See Downloading files from Girder. However, it can also be used explicitly, for
example, here it is being passed as a container argument for use within a container.
Again, Girder Worker will take care of transforming the
girder_worker.docker.transforms.TemporaryVolume
instance into the appropriate path inside the container, so the container entrypoint
will simply received a path.
vol = BindMountVolume('/home/docker/data', '/mnt/docker/')
docker_run.delay('my/image', pull_image=True, container_args=[TemporaryVolume.default])
Note that because we are using the default path, we don’t have to add the instance to
the volumes
parameter as it is automatically added to the list of volumes to mount.
Downloading files from Girder¶
Accessing files held in girder from within a container is straightforward using
the girder_worker.docker.transforms.girder.GirderFileIdToVolume
utility class.
One simply provides the file id as an argument to the constructor and passes the
instance as a container argument.
docker_run.delay('my/image', pull_image=True,
container_args=[GirderFileIdToVolume(file_id)])
The girder_worker.docker.transforms.girder.GirderFileIdToVolume
instance
will take care of downloading the file from Girder and passing the path it was
downloaded to into the docker container’s entrypoint as an argument.
If no volume
parameter is specified then the file will be downloading to the
task temporary volume. The file can also be downloaded to a specific
girder_worker.docker.transforms.BindMountVolume
by specifying a volume parameter, as follows:
vol = BindMountVolume(host_path, container_path)
docker_run.delay('my/image', pull_image=True,
container_args=[GirderFileIdToVolume(file_id,volume=vol)])
If the file being downloaded is particularly large you may want to consider streaming it into the container using a named pipe. See Streaming Girder files into a container for more details.
Uploading files to Girder items¶
Utility classes are also provided to simplify uploading files generated by a
docker container. The girder_worker.docker.transforms.girder.GirderUploadVolumePathToItem
provides the functionality to upload a file to an item.

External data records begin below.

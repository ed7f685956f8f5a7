//! Benchmarks for the graph planner.

use criterion::{black_box, criterion_group, criterion_main, Criterion};
use std::collections::BTreeMap;
use waveflow::core::{CommandSpec, Job, Step, Transition};
use waveflow::manifest::{
    InputDescriptor, ManifestRegistry, OperationSpec, OutputDescriptor, ServiceManifest,
};
use waveflow::planner::plan;

fn registry() -> ManifestRegistry {
    let registry = ManifestRegistry::new();
    registry.register(
        ServiceManifest::new("bench_service")
            .with_operation(
                OperationSpec::new("source").with_output(OutputDescriptor::single("out")),
            )
            .with_operation(
                OperationSpec::new("transform")
                    .with_input(InputDescriptor::single("in"))
                    .with_output(OutputDescriptor::single("out")),
            ),
    );
    registry
}

/// A wide job: one source fanned into `width` independent consumers.
fn wide_job(width: usize) -> Job {
    let mut steps = vec![Step::new(
        "source",
        "bench_service",
        "source",
        CommandSpec::new("prog"),
    )
    .with_output("out", "o")];
    let mut transitions = Vec::new();

    for i in 0..width {
        let name = format!("consumer_{i}");
        steps.push(
            Step::new(&name, "bench_service", "transform", CommandSpec::new("prog"))
                .with_output("out", "o"),
        );
        transitions.push(Transition::new("source", &name).with_mapping("out", "in"));
    }

    let mut job = Job::new("bench-user", steps, transitions);
    job.step_mut("source").unwrap().instance_mut(0).unwrap().mark_complete(
        BTreeMap::from([("out".to_string(), serde_json::json!("source.wav"))]),
        BTreeMap::new(),
    );
    job
}

fn planner_benchmark(c: &mut Criterion) {
    let registry = registry();

    for width in [10usize, 100, 500] {
        let job = wide_job(width);
        c.bench_function(&format!("plan_wide_{width}"), |b| {
            b.iter(|| {
                let plan = plan(black_box(&job), &registry).unwrap();
                black_box(plan.ready.len())
            });
        });
    }
}

criterion_group!(benches, planner_benchmark);
criterion_main!(benches);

In the example below,
we use the girder_worker.docker.transforms.VolumePath
utility class
to define a file path that we then pass to the docker container. The docker container
can write data to this file path. As well as passing the
girder_worker.docker.transforms.VolumePath
instance as a container
argument we also pass it to girder_worker.docker.transforms.girder.GirderUploadVolumePathToItem
, the girder_worker.docker.transforms.girder.GirderUploadVolumePathToItem
instance is added to girder_result_hooks
. This tells Girder Worker to upload the
file path to the item id provided once the docker container has finished running.
volumepath = VolumePath('write_data_to_be_upoaded.txt')

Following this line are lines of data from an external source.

fn check_edges(steps: &[Step], transitions: &[Transition]) -> Result<(), PipelineValidationError> {
    let index: HashMap<&str, usize> = steps
        .iter()
        .enumerate()
        .map(|(i, s)| (s.name.as_str(), i))
        .collect();

    for transition in transitions {
        let Some(&from_idx) = index.get(transition.from.as_str()) else {
            return Err(coded_error(
                format!("Transition references unknown step '{}'", transition.from),
                "PIPELINE-003-EDGE",
                Some(&transition.from),
                None,
            ));
        };
        let Some(&to_idx) = index.get(transition.to.as_str()) else {
            return Err(coded_error(
                format!("Transition references unknown step '{}'", transition.to),
                "PIPELINE-003-EDGE",
                Some(&transition.to),
                None,
            ));
        };
        if from_idx >= to_idx {
            return Err(coded_error(
                format!(
                    "Transition '{}' -> '{}' is a back-edge: producers must be declared before consumers",
                    transition.from, transition.to
                ),
                "PIPELINE-003-EDGE",
                Some(&transition.to),
                None,
            ));
        }
    }
    Ok(())
}

fn check_bindings(
    steps: &[Step],
    transitions: &[Transition],
    registry: &ManifestRegistry,
) -> Result<(), PipelineValidationError> {
    for step in steps {
        let manifest = registry.get(&step.service).ok_or_else(|| {
            coded_error(
                format!("Step '{}' names unknown service '{}'", step.name, step.service),
                "PIPELINE-001-SERVICE",
                Some(&step.name),
                Some("service"),
            )
        })?;
        let op = manifest.operation(&step.operation).ok_or_else(|| {
            coded_error(
                format!(
                    "Step '{}' names unknown operation '{}'",
                    step.name, step.operation
                ),
                "PIPELINE-001-SERVICE",
                Some(&step.name),
                Some("operation"),
            )
        })?;

        let incoming = transitions.iter().filter(|t| t.to == step.name);
        let mut transition_bindings: HashMap<&str, usize> = HashMap::new();
        for transition in incoming {
            let producer = steps.iter().find(|s| s.name == transition.from);
            for (producer_output, consumer_input) in &transition.mapping {
                if let Some(producer) = producer {
                    if !producer.outputs.contains_key(producer_output) {
                        return Err(coded_error(
                            format!(
                                "Transition '{}' -> '{}' maps undeclared producer output '{producer_output}'",
                                transition.from, transition.to
                            ),
                            "PIPELINE-005-BINDING",
                            Some(&transition.from),
                            Some(producer_output),
                        ));
                    }
                }
                if op.input(consumer_input).is_none() {
                    return Err(coded_error(
                        format!(
                            "Transition '{}' -> '{}' binds unknown input '{consumer_input}'",
                            transition.from, transition.to
                        ),
                        "PIPELINE-005-BINDING",
                        Some(&step.name),
                        Some(consumer_input),
                    ));
                }
                *transition_bindings.entry(consumer_input.as_str()).or_insert(0) += 1;
            }
        }

        for placeholder in step.inputs.keys() {
            if op.input(placeholder).is_none() {
                return Err(coded_error(
                    format!(
                        "Step '{}' supplies literal for unknown input '{placeholder}'",
                        step.name
                    ),
                    "PIPELINE-005-BINDING",
                    Some(&step.name),
                    Some(placeholder),
                ));
            }
        }

        for input in &op.inputs {
            let literal = usize::from(step.inputs.contains_key(&input.name));
            let edges = transition_bindings.get(input.name.as_str()).copied().unwrap_or(0);
            let total = literal + edges;
            if total == 0 {
                return Err(coded_error(
                    format!(
                        "Step '{}': input '{}' has no binding (literal or transition)",
                        step.name, input.name
                    ),
                    "PIPELINE-005-BINDING",
                    Some(&step.name),
                    Some(&input.name),
                ));
            }
            if total > 1 {
                return Err(coded_error(
                    format!(
                        "Step '{}': input '{}' is bound {total} times",
                        step.name, input.name
                    ),
                    "PIPELINE-005-BINDING",
                    Some(&step.name),
                    Some(&input.name),
                ));
            }
        }
    }
    Ok(())
}

fn check_acyclic(steps: &[Step], transitions: &[Transition]) -> Result<(), PipelineValidationError> {
    let mut adjacency: HashMap<&str, Vec<&str>> = HashMap::new();
    for transition in transitions {
        adjacency
            .entry(transition.from.as_str())
            .or_default()
            .push(transition.to.as_str());
    }

    let mut visited: HashSet<&str> = HashSet::new();
    let mut on_path: Vec<&str> = Vec::new();

    fn visit<'a>(
        node: &'a str,
        adjacency: &HashMap<&'a str, Vec<&'a str>>,
        visited: &mut HashSet<&'a str>,
        on_path: &mut Vec<&'a str>,
    ) -> Option<Vec<String>> {
        if let Some(pos) = on_path.iter().position(|n| *n == node) {
            let mut cycle: Vec<String> = on_path[pos..].iter().map(|s| (*s).to_string()).collect();
            cycle.push(node.to_string());
            return Some(cycle);
        }
        if visited.contains(node) {
            return None;
        }
        on_path.push(node);
        if let Some(next) = adjacency.get(node) {
            for target in next {
                if let Some(cycle) = visit(target, adjacency, visited, on_path) {
                    return Some(cycle);
                }
            }
        }
        on_path.pop();
        visited.insert(node);
        None
    }

    for step in steps {
        if let Some(cycle) = visit(step.name.as_str(), &adjacency, &mut visited, &mut on_path) {
            return Err(coded_error(
                format!("Pipeline contains a cycle: {}", cycle.join(" -> ")),
                "PIPELINE-004-CYCLE",
                None,
                None,
            ));
        }
    }
    Ok(())
}

fn coded_error(
    message: impl Into<String>,
    code: &str,
    step: Option<&str>,
    field: Option<&str>,
) -> PipelineValidationError {
    let message = message.into();
    let mut info = ValidationErrorInfo::new(code, message.clone());
    if let Some(hint) = ValidationSuggestions::get(code) {
        info = info.with_fix_hint(hint);
    }
    let mut err = PipelineValidationError::new(message).with_error_info(info);
    if let Some(step) = step {
        err = err.with_step(step);
    }
    if let Some(field) = field {
        err = err.with_field(field);
    }
    err
}

#[cfg(test)]
mod tests {
    use super::*;
    use crate::core::CommandSpec;
    use crate::manifest::{
        InputDescriptor, OperationSpec, OutputDescriptor, ParamDescriptor, ParamKind,
        ServiceManifest,
    };

    fn registry() -> ManifestRegistry {
        let registry = ManifestRegistry::new();
        registry.register(
            ServiceManifest::new("audio_service")
                .with_operation(
                    OperationSpec::new("normalize")
                        .with_input(InputDescriptor::single("audio"))
                        .with_output(OutputDescriptor::single("normalized"))
                        .with_param(
                            ParamDescriptor::new(
                                "target_db",
                                ParamKind::Float { min: Some(-60.0), max: Some(0.0) },
                            )
                            .required(),
                        ),
                )
                .with_operation(
                    OperationSpec::new("split")
                        .with_input(InputDescriptor::single("audio"))
                        .with_output(OutputDescriptor::collection("chunks")),
                ),
        );
        registry
    }

    fn normalize_step(name: &str) -> Step {
        Step::new(name, "audio_service", "normalize", CommandSpec::new("sox"))
            .with_input("audio", "file:///in.wav")
            .with_output("normalized", "{{composite_name}}/out.wav")
            .with_parameter("target_db", serde_json::json!(-14.0))
    }

    #[test]
    fn test_valid_single_step() {
        let steps = vec![normalize_step("n")];
        assert!(validate_pipeline(&steps, &[], &registry()).is_ok());
    }

    #[test]
    fn test_empty_pipeline_rejected() {
        assert!(validate_pipeline(&[], &[], &registry()).is_err());
    }

    #[test]
    fn test_unknown_service() {
        let steps = vec![Step::new("x", "ghost_service", "op", CommandSpec::new("p"))];
        let err = validate_pipeline(&steps, &[], &registry()).unwrap_err();
        assert_eq!(err.error_info.unwrap().code, "PIPELINE-001-SERVICE");
    }

    #[test]
    fn test_unknown_operation() {
        let steps = vec![Step::new("x", "audio_service", "reverse", CommandSpec::new("p"))];
        let err = validate_pipeline(&steps, &[], &registry()).unwrap_err();
        assert_eq!(err.field, Some("operation".to_string()));
    }

    #[test]
    fn test_param_out_of_range() {
        let mut step = normalize_step("n");
        step.parameters
            .insert("target_db".to_string(), serde_json::json!(5.0));
        let err = validate_pipeline(&[step], &[], &registry()).unwrap_err();
        let info = err.error_info.unwrap();
        assert_eq!(info.code, "PIPELINE-002-PARAM");
        assert!(info.fix_hint.is_some());
    }

    #[test]
    fn test_missing_required_param() {
        let mut step = normalize_step("n");
        step.parameters.clear();
        let err = validate_pipeline(&[step], &[], &registry()).unwrap_err();
        assert!(err.message.contains("required parameter"));
    }

    #[test]
    fn test_unknown_param_rejected() {
        let step = normalize_step("n").with_parameter("bogus", serde_json::json!(1));
        let err = validate_pipeline(&[step], &[], &registry()).unwrap_err();
        assert!(err.message.contains("unknown parameter 'bogus'"));
    }

    #[test]
    fn test_undeclared_output_rejected() {
        let step = normalize_step("n").with_output("extra", "x");
        let err = validate_pipeline(&[step], &[], &registry()).unwrap_err();
        assert_eq!(err.error_info.unwrap().code, "PIPELINE-006-OUTPUT");
    }

    #[test]
    fn test_missing_output_destination_rejected() {
        let mut step = normalize_step("n");
        step.outputs.clear();
        let err = validate_pipeline(&[step], &[], &registry()).unwrap_err();
        assert!(err.message.contains("no destination"));
    }

    #[test]
    fn test_back_edge_rejected() {
        let a = normalize_step("a");
        let mut b = normalize_step("b");
        b.inputs.clear();
        let t = Transition::new("b", "a").with_mapping("normalized", "audio");
        let err = validate_pipeline(&[a, b], &[t], &registry()).unwrap_err();
        assert!(err.message.contains("back-edge"));
    }

    #[test]
    fn test_transition_to_unknown_step() {
        let steps = vec![normalize_step("a")];
        let t = Transition::new("a", "ghost").with_mapping("normalized", "audio");
        let err = validate_pipeline(&steps, &[t], &registry()).unwrap_err();
        assert_eq!(err.error_info.unwrap().code, "PIPELINE-003-EDGE");
    }

    #[test]
    fn test_unbound_input_rejected() {
        let mut step = normalize_step("n");
        step.inputs.clear();
        let err = validate_pipeline(&[step], &[], &registry()).unwrap_err();
        assert!(err.message.contains("no binding"));
    }

    #[test]
    fn test_double_binding_rejected() {
        let a = normalize_step("a");
        // b keeps its literal AND receives a transition on the same input
        let b = normalize_step("b");
        let t = Transition::new("a", "b").with_mapping("normalized", "audio");
        let err = validate_pipeline(&[a, b], &[t], &registry()).unwrap_err();
        assert!(err.message.contains("bound 2 times"));
    }

    #[test]
    fn test_valid_chain() {
        let a = normalize_step("a");
        let mut b = normalize_step("b");
        b.inputs.clear();
        let t = Transition::new("a", "b").with_mapping("normalized", "audio");
        assert!(validate_pipeline(&[a, b], &[t], &registry()).is_ok());
    }

    #[test]
    fn test_duplicate_step_names_rejected() {
        let steps = vec![normalize_step("same"), normalize_step("same")];
        let err = validate_pipeline(&steps, &[], &registry()).unwrap_err();
        assert!(err.message.contains("Duplicate step name"));
    }

    #[test]
    fn test_normalize_steps_resets_instances() {
        let mut step = normalize_step("n");
        step.expanded = true;
        step.instances.clear();

        let normalized = normalize_steps(vec![step]);
        assert_eq!(normalized[0].instances.len(), 1);
        assert!(!normalized[0].expanded);
    }
}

docker_run.delay('my/image', pull_image=True, container_args=[volumepath],
girder_result_hooks=[GirderUploadVolumePathToItem(volumepath, item_id)])
Using named pipes to stream data in and out of containers¶
Girder Worker uses named pipes as a language agnostic way of streaming data in and out of docker containers. Basically a named pipe is created at a path that is mounted into the container. This allows the container to open that pipe for read or write and similarly the Girder Worker infrastructure can open the pipe on the host, thus allowing data write and read from the container.
The are two utility classes used to represent a named pipe,
girder_worker.docker.transforms.NamedOutputPipe
and girder_worker.docker.transforms.NamedInputPipe
.
NamedOuputPipe¶
This represents a named pipe that can be opened in a docker container for write, allowing data to be streamed out of a container.
NamedInputPipe¶
This represents a named pipe that can be opened in a docker container for read, allowing data to be streamed into a container.
These pipes can be connected together using the
girder_worker.docker.transforms.Connect
utility class.
Streaming Girder files into a container¶
One common example of using a named pipe is to stream a potentially large file into
a container. This approach allows the task to start processing immediately rather
than having to wait for the entire file to download, it also removes the requirement
that the file is held on the local filesystem. In the example below we are creating
an instance of girder_worker.docker.transforms.girder.GirderFileIdToStream
that provides the ability to download a file in chunks. We are also creating a named
pipe called read_in_container
, as no volume
argument is provided this pipe
will be created on the temporary volume automatically mounted by Girder Worker.
Finally, we are using the girder_worker.docker.transforms.Connect
class to “connect” the stream to the pipe and we pass the instance as a container
argument. Girder Worker will take care of the select logic to stream the file into
the pipe.
stream = GirderFileIdToStream(file_id)
pipe = NamedInputPipe('read_in_container')
docker_run('my/image', pull_image=True, container_args=[Connect(stream, pipe)])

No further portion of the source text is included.